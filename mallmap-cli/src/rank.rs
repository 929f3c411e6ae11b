//! Rank command implementation for the Mallmap CLI.

use std::io::{BufReader, Write};

use camino::{Utf8Path, Utf8PathBuf};
use clap::Parser;
use mallmap_core::RankedResult;
use mallmap_ranker::{
    DEFAULT_CHUNK_SIZE, DEFAULT_QUEUE_CAPACITY, DEFAULT_YIELD_EVERY, RankRequest, RankerConfig,
    RankingHandle,
};
use ortho_config::{OrthoConfig, SubcmdConfigMerge};
use serde::{Deserialize, Serialize};

use crate::fs::open_utf8_file;
use crate::{
    ARG_RANK_CHUNK_SIZE, ARG_RANK_QUEUE_CAPACITY, ARG_RANK_REQUEST, ARG_RANK_YIELD_EVERY,
    CliError, ENV_RANK_REQUEST,
};

/// CLI arguments for the `rank` subcommand.
#[derive(Debug, Clone, Parser, Deserialize, Serialize, OrthoConfig, Default)]
#[command(
    long_about = "Rank the candidates of a JSON request message by distance \
                 from its origin, preferring open venues and malls. The \
                 response message is written to stdout as JSON. Chunking \
                 options can come from CLI flags, configuration files, or \
                 environment variables.",
    about = "Rank candidates by distance and preference"
)]
#[ortho_config(prefix = "MALLMAP")]
pub(crate) struct RankArgs {
    /// Path to a JSON file containing a rank request message.
    #[arg(value_name = "path")]
    #[serde(default)]
    pub(crate) request_path: Option<Utf8PathBuf>,
    /// Candidates evaluated per chunk.
    #[arg(long = ARG_RANK_CHUNK_SIZE, value_name = "count")]
    #[serde(default)]
    pub(crate) chunk_size: Option<usize>,
    /// Chunks evaluated between cooperative yields.
    #[arg(long = ARG_RANK_YIELD_EVERY, value_name = "chunks")]
    #[serde(default)]
    pub(crate) yield_every: Option<usize>,
    /// Requests buffered by the ranking worker.
    #[arg(long = ARG_RANK_QUEUE_CAPACITY, value_name = "count")]
    #[serde(default)]
    pub(crate) queue_capacity: Option<usize>,
}

impl RankArgs {
    pub(crate) fn into_config(self) -> Result<RankConfig, CliError> {
        let merged = self.load_and_merge().map_err(CliError::Configuration)?;
        RankConfig::try_from(merged)
    }
}

/// Resolved `rank` command configuration.
#[derive(Debug, Clone, PartialEq)]
pub(crate) struct RankConfig {
    /// Path to the JSON request file.
    pub(crate) request_path: Utf8PathBuf,
    /// Chunking and queueing for the ranking worker.
    pub(crate) ranker: RankerConfig,
}

impl TryFrom<RankArgs> for RankConfig {
    type Error = CliError;

    fn try_from(args: RankArgs) -> Result<Self, Self::Error> {
        let request_path = args.request_path.ok_or(CliError::MissingArgument {
            field: ARG_RANK_REQUEST,
            env: ENV_RANK_REQUEST,
        })?;
        let ranker = RankerConfig::new(
            args.chunk_size.unwrap_or(DEFAULT_CHUNK_SIZE),
            args.yield_every.unwrap_or(DEFAULT_YIELD_EVERY),
        )?
        .with_queue_capacity(args.queue_capacity.unwrap_or(DEFAULT_QUEUE_CAPACITY))?;
        Ok(Self {
            request_path,
            ranker,
        })
    }
}

pub(crate) fn run_rank(args: RankArgs) -> Result<(), CliError> {
    let mut stdout = std::io::stdout().lock();
    run_rank_with(args, &mut stdout)
}

pub(crate) fn run_rank_with(args: RankArgs, writer: &mut dyn Write) -> Result<(), CliError> {
    let config = args.into_config()?;
    let request = load_rank_request(&config.request_path)?;
    let results = rank_on_worker(request, config.ranker)?;
    write_rank_response(writer, &results)
}

/// Rank `request` on a background worker hosted by a dedicated runtime.
pub(crate) fn rank_on_worker(
    request: RankRequest,
    config: RankerConfig,
) -> Result<Vec<RankedResult>, CliError> {
    let runtime = tokio::runtime::Builder::new_current_thread()
        .build()
        .map_err(CliError::StartRuntime)?;
    let candidates = request.rows.len();
    let results = runtime.block_on(async move {
        let handle = RankingHandle::spawn(config);
        handle.rank(request).await
    });
    log::info!("ranked {} of {candidates} candidates", results.len());
    Ok(results)
}

/// Loads a JSON-encoded [`RankRequest`] from disk.
pub(crate) fn load_rank_request(path: &Utf8Path) -> Result<RankRequest, CliError> {
    let file = open_utf8_file(path).map_err(|source| CliError::OpenRankRequest {
        path: path.to_path_buf(),
        source,
    })?;
    let reader = BufReader::new(file);
    serde_json::from_reader(reader).map_err(|source| CliError::ParseRankRequest {
        path: path.to_path_buf(),
        source,
    })
}

fn write_rank_response(writer: &mut dyn Write, results: &[RankedResult]) -> Result<(), CliError> {
    let payload = serde_json::to_string_pretty(results).map_err(CliError::SerializeRankResponse)?;
    writer
        .write_all(payload.as_bytes())
        .map_err(CliError::WriteOutput)?;
    writer.write_all(b"\n").map_err(CliError::WriteOutput)?;
    Ok(())
}

#[cfg(test)]
pub(crate) fn config_from_layers_for_test(
    layers: Vec<ortho_config::MergeLayer<'static>>,
) -> Result<RankConfig, CliError> {
    let merged = RankArgs::merge_from_layers(layers).map_err(CliError::from)?;
    RankConfig::try_from(merged)
}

▶ **Work request**
What lines of the material above hold the string "source"? Please copy them.

▶ **Solution below**
    let file = open_utf8_file(path).map_err(|source| CliError::OpenRankRequest {
        source,
    serde_json::from_reader(reader).map_err(|source| CliError::ParseRankRequest {
        source,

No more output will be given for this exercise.